REQUIRED ACTION. The lines wanted are those in the data below that include "Library".

RECORD EXCERPTS: Begin

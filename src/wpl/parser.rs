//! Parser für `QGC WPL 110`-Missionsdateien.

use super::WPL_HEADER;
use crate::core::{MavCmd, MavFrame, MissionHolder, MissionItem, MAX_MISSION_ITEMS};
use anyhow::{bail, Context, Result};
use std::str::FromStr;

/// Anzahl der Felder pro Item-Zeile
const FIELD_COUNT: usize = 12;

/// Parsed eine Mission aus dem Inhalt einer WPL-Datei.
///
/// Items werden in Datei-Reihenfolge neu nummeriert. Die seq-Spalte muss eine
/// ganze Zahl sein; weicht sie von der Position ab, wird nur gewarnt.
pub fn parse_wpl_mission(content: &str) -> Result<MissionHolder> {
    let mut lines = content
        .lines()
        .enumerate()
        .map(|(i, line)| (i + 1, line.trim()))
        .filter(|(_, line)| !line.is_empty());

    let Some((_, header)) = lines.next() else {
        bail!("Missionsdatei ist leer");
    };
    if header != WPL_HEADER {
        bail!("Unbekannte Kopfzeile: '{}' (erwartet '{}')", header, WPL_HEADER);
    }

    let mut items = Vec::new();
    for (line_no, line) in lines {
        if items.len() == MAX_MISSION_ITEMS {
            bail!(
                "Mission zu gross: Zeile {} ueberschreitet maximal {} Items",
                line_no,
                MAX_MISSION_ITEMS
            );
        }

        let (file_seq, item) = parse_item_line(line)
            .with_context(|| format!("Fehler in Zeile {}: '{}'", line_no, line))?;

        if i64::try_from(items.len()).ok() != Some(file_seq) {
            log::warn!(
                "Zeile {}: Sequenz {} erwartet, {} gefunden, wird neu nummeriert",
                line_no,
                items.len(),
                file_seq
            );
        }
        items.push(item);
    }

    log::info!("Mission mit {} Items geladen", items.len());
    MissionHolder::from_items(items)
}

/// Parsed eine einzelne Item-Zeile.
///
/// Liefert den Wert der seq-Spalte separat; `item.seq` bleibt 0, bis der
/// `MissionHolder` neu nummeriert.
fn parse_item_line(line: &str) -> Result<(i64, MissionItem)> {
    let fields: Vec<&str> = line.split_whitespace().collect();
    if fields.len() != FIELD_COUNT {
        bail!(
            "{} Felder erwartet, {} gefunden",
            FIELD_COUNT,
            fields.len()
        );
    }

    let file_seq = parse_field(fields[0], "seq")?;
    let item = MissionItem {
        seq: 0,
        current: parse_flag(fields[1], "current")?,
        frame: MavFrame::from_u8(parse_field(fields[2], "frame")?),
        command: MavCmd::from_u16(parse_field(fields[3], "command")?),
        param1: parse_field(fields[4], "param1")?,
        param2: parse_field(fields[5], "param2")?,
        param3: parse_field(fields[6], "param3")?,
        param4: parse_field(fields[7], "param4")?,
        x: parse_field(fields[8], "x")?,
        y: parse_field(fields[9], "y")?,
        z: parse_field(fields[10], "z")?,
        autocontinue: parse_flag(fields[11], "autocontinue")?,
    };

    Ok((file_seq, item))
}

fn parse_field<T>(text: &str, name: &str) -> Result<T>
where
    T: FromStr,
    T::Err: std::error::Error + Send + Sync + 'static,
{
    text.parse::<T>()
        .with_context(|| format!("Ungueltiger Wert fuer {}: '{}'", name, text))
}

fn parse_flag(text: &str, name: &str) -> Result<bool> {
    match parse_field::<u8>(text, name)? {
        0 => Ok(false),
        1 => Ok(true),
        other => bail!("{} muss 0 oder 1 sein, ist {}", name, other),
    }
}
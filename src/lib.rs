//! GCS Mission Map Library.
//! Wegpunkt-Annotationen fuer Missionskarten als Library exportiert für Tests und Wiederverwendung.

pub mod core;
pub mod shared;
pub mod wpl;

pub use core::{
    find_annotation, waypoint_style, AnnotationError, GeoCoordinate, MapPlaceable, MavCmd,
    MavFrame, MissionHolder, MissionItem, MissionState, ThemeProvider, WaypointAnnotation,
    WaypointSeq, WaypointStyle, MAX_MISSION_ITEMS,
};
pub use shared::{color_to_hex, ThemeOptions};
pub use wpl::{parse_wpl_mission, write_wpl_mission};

RECORD EXCERPTS: End

RESPONSE TO THIS TASK.
//! GCS Mission Map Library.
//! Wegpunkt-Annotationen fuer Missionskarten als Library exportiert für Tests und Wiederverwendung.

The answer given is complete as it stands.